U.S. Federal Government
FIPS 140-2 is the most commonly referenced cryptography standard published by NIST. “FIPS 140-2 cryptography” is a phrase used to indicate that NIST has tested a particular cryptography implementation and found that it meets FIPS 140-2 requirements.
Among other things, FIPS 140-2 specifies which encryption algorithms (AES and Triple DES), minimum bit lengths, hash algorithms (SHA-1 and SHA-2) and key negotiation standards are allowed in U.S. federal applications. (Canada also uses this standard for its federal standard – that is why the official FIPS 140-2 validation symbol is a garish mashup of the American blue/white stars and the Canadian red/white maple leaf.)

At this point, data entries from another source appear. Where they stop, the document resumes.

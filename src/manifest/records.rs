//! Input records, one per document family. Field names serialize to the
//! PascalCase names the templates reference. Every credential field carries
//! already-encoded base64 text.

use serde::Serialize;

/// Application namespace with its registry and object-store secrets.
#[derive(Debug, Clone, Serialize)]
#[serde(rename_all = "PascalCase")]
pub struct NamespaceRecord {
    pub namespace: String,
    pub minio_access_key_base64: String,
    pub minio_secret_key_base64: String,
    /// `"enabled"` or `"disabled"`.
    pub knative_eventing_injection: String,
    pub docker_config_json_base64: String,
}

/// Shared by the cicd service account, the cluster role binding and both
/// pipeline headers.
#[derive(Debug, Clone, Serialize)]
#[serde(rename_all = "PascalCase")]
pub struct CicdServiceAccountRecord {
    pub namespace: String,
    pub namespace_api: String,
}

#[derive(Debug, Clone, Serialize)]
#[serde(rename_all = "PascalCase")]
pub struct CicdRecord {
    pub docker_server: String,
    pub docker_username: String,
    pub docker_username_base64: String,
    pub docker_password_base64: String,
    pub namespace: String,
    pub docker_config_json_base64: String,
    pub minio_access_key_base64: String,
    pub minio_secret_key_base64: String,
    pub token_webservice1_data_base64: String,
    pub token_webservice2_data_base64: String,
    pub knative_serving_domain_template: String,
    pub domain: String,
    pub namespace_api: String,
    pub cool_knative_docker_image: String,
    pub public_ip: String,
    pub apps_git: String,
    pub file_resources_git: String,
}

#[derive(Debug, Clone, Serialize)]
#[serde(rename_all = "PascalCase")]
pub struct SshGitRecord {
    pub namespace: String,
    pub ssh_git_server: String,
    pub ssh_private_key_data_base64: String,
}

#[derive(Debug, Clone, Serialize)]
#[serde(rename_all = "PascalCase")]
pub struct TlsRecord {
    pub tls_crt_data_base64: String,
    pub tls_key_data_base64: String,
}

/// One pipeline task per application; `run_after` is the comma-joined
/// dependency list placed inside `runAfter: [...]`.
#[derive(Debug, Clone, Serialize)]
#[serde(rename_all = "PascalCase")]
pub struct ApplicationNodeRecord {
    pub namespace: String,
    pub folder: String,
    pub run_after: String,
}

#[derive(Debug, Clone, Serialize)]
#[serde(rename_all = "PascalCase")]
pub struct FanInRecord {
    pub run_after: String,
}

#[derive(Debug, Clone, Serialize)]
#[serde(rename_all = "PascalCase")]
pub struct MinioInstanceRecord {
    pub namespace: String,
    pub minio_access_key_base64: String,
    pub minio_secret_key_base64: String,
}

#[derive(Debug, Clone, Serialize)]
#[serde(rename_all = "PascalCase")]
pub struct NatsStreamingInstanceRecord {
    pub size: String,
}

#[derive(Debug, Clone, Serialize)]
#[serde(rename_all = "PascalCase")]
pub struct KnativeServingConfigRecord {
    pub domain_template: String,
    pub domain: String,
    pub enable_scale_to_zero: String,
}

#[derive(Debug, Clone, Serialize)]
#[serde(rename_all = "PascalCase")]
pub struct FluentdRecord {
    pub namespace: String,
    pub fluentd_custom_image: String,
}

/// For templates without placeholders.
#[derive(Debug, Clone, Default, Serialize)]
pub struct EmptyRecord {}

#[cfg(test)]
mod tests {
    use super::*;
    use pretty_assertions::assert_eq;

    #[test]
    fn cicd_record_serializes_template_field_names() {
        let record = CicdRecord {
            docker_server: String::new(),
            docker_username: String::new(),
            docker_username_base64: String::new(),
            docker_password_base64: String::new(),
            namespace: String::new(),
            docker_config_json_base64: String::new(),
            minio_access_key_base64: String::new(),
            minio_secret_key_base64: String::new(),
            token_webservice1_data_base64: String::new(),
            token_webservice2_data_base64: String::new(),
            knative_serving_domain_template: String::new(),
            domain: String::new(),
            namespace_api: String::new(),
            cool_knative_docker_image: String::new(),
            public_ip: String::new(),
            apps_git: String::new(),
            file_resources_git: String::new(),
        };
        let value = serde_json::to_value(&record).unwrap();
        let mut keys: Vec<&str> = value.as_object().unwrap().keys().map(|k| k.as_str()).collect();
        keys.sort();
        assert_eq!(
            keys,
            vec![
                "AppsGit",
                "CoolKnativeDockerImage",
                "DockerConfigJsonBase64",
                "DockerPasswordBase64",
                "DockerServer",
                "DockerUsername",
                "DockerUsernameBase64",
                "Domain",
                "FileResourcesGit",
                "KnativeServingDomainTemplate",
                "MinioAccessKeyBase64",
                "MinioSecretKeyBase64",
                "Namespace",
                "NamespaceApi",
                "PublicIp",
                "TokenWebservice1DataBase64",
                "TokenWebservice2DataBase64",
            ]
        );
    }
}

Almost all modern cryptographic modules, whether built in hardware or software, have been FIPS 140-2 validated. High quality software implementations are also an integrated component of most modern computing platforms, including operating systems from Microsoft, Java runtime environments from Oracle and the ubiquitous OpenSSL library.
Almost all file transfer applications that claim “FIPS validated cryptography” make use of one or more FIPS validated cryptographic libraries, but are not themselves entirely qualified under FIPS. This is not, by itself, a security problem: FIPS 140 has a narrow focus and other validation programs are available to cover entire applications.
FIPS 140-2 will soon be replaced by FIPS 140-3, but implementations validated under FIPS 140-2 will likely be allowed for some period of time.
“FIPS validated” is a label that indicates that the cryptography used in a particular solution implements some or all the algorithms specified in FIPS 140-2 (e.g., AES) and that the underlying cryptography component has been validated by NIST laboratories. See “FIPS compliant” for a weaker statement.
“FIPS compliant” is a slippery phrase that often indicates that the cryptography used in a particular solution implements some or all the algorithms specified in FIPS 140-2 (e.g., AES) but that the underlying cryptography component has not been validated by NIST laboratories.
“FIPS validated” is much stronger statement.